Requirement:
Copy all lines in the data that contain the string "bool".

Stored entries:
···
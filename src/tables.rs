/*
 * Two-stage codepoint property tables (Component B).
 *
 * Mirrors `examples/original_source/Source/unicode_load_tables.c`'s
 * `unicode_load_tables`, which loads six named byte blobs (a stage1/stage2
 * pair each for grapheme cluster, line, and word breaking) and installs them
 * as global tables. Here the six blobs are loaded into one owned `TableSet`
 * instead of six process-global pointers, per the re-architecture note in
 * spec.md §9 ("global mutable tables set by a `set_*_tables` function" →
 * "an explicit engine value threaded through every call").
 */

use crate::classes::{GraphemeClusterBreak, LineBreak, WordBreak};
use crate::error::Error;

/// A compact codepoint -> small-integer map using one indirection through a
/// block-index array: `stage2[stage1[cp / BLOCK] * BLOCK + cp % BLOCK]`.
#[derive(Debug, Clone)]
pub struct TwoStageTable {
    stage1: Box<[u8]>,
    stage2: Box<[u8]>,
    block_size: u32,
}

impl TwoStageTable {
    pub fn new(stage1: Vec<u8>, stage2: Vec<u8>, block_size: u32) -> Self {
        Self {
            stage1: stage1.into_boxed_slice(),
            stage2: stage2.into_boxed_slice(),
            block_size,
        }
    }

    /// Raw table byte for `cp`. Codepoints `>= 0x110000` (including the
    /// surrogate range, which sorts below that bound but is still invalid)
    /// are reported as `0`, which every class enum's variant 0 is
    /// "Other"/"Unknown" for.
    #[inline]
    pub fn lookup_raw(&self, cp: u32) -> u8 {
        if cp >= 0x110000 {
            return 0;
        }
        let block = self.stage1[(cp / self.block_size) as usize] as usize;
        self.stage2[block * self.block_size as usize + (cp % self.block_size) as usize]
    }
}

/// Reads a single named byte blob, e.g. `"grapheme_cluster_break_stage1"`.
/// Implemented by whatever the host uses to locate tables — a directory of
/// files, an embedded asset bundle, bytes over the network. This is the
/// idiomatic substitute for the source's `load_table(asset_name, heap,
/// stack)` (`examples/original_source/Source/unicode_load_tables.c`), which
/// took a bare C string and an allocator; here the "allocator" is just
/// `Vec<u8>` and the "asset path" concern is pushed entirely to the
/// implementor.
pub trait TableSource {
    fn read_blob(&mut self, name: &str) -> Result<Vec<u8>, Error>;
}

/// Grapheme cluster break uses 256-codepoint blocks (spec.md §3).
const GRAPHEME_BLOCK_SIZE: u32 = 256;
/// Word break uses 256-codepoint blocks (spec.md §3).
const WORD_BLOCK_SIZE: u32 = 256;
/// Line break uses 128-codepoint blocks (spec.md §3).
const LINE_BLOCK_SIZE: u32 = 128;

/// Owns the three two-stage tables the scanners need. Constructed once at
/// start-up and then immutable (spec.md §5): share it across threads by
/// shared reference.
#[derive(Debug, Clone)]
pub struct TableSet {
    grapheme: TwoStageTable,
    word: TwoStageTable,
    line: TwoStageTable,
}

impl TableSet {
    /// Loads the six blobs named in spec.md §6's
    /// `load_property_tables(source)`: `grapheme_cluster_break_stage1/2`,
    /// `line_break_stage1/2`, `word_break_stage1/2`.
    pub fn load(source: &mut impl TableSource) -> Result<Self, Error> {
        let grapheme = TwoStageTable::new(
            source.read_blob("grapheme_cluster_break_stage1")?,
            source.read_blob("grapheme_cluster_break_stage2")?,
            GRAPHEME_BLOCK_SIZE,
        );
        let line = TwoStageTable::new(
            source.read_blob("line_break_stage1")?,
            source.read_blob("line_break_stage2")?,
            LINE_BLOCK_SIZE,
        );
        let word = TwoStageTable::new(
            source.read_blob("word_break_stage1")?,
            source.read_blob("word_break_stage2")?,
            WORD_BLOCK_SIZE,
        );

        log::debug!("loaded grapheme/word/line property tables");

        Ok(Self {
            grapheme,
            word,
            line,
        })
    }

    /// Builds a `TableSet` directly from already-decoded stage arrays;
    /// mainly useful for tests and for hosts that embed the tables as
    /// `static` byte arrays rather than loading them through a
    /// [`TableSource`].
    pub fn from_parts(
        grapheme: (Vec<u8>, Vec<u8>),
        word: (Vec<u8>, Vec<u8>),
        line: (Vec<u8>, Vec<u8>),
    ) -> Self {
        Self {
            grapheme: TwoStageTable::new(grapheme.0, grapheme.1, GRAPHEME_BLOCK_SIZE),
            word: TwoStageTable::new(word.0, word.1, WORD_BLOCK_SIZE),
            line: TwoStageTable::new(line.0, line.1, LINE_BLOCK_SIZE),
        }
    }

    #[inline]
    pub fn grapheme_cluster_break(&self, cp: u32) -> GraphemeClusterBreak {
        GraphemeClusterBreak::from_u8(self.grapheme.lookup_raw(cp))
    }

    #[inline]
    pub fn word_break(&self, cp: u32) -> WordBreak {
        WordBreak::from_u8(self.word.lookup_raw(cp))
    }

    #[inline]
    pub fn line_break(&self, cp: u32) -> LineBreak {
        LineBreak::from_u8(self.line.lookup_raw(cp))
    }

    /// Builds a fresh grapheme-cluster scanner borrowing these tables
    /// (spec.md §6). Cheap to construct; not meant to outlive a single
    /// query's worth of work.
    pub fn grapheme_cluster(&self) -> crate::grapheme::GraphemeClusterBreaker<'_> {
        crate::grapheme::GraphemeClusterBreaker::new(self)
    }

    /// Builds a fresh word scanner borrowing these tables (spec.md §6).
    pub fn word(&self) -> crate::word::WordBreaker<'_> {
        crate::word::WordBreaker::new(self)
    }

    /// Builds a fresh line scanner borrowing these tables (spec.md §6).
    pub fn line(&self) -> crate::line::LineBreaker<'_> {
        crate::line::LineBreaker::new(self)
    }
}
···
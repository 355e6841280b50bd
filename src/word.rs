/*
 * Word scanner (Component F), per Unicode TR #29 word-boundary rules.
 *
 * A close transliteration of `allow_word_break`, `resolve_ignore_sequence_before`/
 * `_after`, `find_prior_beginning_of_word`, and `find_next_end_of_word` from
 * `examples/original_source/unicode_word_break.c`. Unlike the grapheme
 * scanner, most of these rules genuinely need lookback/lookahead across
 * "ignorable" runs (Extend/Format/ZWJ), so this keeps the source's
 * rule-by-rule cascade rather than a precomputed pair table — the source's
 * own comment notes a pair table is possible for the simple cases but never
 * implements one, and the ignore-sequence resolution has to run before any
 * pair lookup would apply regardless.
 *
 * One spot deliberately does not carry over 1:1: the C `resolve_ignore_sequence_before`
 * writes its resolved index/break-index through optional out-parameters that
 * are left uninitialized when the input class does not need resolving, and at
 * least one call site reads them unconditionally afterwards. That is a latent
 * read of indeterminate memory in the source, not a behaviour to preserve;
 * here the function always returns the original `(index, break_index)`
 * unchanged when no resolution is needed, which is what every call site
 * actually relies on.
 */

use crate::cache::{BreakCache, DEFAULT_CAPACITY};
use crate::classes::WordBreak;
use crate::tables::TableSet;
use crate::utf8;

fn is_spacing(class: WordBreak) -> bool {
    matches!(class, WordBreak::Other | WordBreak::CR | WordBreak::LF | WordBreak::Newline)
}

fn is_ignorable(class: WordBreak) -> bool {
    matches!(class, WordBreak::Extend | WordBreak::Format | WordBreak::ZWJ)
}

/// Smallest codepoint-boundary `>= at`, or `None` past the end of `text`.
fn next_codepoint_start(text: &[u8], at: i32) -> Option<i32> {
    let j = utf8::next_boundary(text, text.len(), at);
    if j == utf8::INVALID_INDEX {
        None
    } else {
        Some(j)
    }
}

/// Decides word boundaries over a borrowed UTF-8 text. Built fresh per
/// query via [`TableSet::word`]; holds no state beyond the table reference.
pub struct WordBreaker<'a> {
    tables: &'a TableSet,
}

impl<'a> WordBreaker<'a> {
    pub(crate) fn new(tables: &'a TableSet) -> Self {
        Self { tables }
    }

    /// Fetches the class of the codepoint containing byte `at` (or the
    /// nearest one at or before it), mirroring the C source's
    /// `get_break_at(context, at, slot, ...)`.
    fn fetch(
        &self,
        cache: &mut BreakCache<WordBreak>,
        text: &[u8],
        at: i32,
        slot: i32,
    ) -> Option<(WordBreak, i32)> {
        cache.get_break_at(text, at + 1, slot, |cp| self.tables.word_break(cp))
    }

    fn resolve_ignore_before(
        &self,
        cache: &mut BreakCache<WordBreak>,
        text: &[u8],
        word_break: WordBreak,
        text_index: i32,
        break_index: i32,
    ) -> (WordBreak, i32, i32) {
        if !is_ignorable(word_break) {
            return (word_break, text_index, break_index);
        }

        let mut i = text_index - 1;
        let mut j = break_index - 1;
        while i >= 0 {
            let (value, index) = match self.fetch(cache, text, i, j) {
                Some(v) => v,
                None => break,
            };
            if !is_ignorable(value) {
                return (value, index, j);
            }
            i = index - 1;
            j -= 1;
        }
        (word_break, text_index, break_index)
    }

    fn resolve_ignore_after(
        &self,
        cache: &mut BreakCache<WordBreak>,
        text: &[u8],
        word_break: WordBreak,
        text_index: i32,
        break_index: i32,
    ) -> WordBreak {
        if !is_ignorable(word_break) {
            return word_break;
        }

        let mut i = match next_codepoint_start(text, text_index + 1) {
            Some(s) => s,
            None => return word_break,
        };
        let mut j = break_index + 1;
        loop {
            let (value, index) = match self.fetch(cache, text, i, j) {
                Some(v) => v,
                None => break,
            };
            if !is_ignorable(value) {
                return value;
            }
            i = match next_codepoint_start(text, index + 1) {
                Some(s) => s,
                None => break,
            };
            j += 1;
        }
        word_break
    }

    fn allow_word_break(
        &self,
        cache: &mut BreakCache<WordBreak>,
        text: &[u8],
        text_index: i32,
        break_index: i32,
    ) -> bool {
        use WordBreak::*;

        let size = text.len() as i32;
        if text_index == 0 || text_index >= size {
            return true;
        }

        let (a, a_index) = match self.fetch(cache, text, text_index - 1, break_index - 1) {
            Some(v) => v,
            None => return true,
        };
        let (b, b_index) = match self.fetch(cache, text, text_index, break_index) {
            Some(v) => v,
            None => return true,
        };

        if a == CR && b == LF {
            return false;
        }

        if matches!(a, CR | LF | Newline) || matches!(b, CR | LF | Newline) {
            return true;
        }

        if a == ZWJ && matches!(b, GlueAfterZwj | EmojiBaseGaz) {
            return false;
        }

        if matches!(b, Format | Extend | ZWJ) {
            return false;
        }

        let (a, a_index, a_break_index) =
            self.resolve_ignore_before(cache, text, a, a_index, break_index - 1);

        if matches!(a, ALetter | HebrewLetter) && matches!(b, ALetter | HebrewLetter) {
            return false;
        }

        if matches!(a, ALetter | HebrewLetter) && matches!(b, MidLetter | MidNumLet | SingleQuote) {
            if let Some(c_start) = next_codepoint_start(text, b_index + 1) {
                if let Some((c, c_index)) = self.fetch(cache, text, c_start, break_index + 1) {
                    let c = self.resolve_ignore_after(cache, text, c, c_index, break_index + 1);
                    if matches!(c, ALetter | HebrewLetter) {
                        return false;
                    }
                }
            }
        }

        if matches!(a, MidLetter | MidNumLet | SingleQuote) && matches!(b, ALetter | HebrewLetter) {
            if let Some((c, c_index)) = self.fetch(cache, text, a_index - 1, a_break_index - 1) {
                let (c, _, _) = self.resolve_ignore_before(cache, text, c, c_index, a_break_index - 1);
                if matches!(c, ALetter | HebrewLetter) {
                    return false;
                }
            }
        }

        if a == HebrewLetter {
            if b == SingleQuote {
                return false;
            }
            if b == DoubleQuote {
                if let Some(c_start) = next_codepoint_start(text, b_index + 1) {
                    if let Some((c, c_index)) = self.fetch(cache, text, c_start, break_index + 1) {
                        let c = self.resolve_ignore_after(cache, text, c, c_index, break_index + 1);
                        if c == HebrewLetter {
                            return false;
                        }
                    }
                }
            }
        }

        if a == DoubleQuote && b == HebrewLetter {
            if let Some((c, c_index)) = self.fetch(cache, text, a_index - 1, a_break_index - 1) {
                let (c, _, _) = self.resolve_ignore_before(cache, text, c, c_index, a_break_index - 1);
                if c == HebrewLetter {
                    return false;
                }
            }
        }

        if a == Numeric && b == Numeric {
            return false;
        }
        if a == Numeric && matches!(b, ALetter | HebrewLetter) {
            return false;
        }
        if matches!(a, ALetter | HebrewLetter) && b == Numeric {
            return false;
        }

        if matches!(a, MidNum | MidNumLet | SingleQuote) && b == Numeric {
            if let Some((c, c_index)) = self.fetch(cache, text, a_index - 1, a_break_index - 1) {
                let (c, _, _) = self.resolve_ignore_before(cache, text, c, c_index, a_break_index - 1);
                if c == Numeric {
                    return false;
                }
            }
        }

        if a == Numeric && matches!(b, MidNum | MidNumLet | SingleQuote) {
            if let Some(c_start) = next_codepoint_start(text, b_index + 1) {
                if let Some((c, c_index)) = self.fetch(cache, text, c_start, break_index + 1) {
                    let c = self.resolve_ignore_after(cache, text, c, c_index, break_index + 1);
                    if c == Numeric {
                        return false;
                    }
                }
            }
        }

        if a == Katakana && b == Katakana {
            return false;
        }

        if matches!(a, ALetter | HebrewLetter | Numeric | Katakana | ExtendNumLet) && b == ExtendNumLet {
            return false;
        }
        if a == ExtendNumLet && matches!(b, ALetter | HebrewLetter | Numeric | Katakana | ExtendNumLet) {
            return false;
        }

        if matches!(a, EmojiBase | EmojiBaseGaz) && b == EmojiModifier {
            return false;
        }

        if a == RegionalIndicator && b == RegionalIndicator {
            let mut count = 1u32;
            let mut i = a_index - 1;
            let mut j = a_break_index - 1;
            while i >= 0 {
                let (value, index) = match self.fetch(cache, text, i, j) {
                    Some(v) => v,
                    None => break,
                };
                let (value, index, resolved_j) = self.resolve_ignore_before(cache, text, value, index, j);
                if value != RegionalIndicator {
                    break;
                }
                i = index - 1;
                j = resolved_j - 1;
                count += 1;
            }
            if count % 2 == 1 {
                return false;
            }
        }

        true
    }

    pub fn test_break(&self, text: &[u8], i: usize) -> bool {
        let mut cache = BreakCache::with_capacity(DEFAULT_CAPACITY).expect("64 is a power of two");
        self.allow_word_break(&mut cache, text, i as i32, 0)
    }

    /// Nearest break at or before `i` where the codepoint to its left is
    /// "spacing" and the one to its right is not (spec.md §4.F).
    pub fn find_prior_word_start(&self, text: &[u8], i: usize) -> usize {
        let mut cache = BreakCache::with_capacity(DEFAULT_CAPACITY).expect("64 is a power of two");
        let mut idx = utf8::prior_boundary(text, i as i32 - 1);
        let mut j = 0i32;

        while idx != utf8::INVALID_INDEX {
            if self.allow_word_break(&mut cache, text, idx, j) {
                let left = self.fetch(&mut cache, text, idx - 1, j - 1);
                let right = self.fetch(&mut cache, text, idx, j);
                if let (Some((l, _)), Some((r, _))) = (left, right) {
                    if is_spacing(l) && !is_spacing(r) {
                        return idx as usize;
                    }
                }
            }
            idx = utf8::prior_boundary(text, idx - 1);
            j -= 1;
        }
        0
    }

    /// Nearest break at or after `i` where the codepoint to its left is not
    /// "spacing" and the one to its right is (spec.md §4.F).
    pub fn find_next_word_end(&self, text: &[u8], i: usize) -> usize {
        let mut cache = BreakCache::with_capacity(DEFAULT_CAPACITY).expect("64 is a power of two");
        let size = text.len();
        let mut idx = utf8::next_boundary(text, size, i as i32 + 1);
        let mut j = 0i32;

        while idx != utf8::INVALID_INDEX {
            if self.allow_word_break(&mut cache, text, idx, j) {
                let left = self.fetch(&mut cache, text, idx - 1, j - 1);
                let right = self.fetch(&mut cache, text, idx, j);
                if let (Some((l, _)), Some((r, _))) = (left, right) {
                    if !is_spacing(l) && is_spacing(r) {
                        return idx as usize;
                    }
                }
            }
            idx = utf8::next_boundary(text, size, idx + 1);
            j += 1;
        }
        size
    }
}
···
Answer space:
fn is_spacing(class: WordBreak) -> bool {
fn is_ignorable(class: WordBreak) -> bool {
    ) -> bool {
    pub fn test_break(&self, text: &[u8], i: usize) -> bool {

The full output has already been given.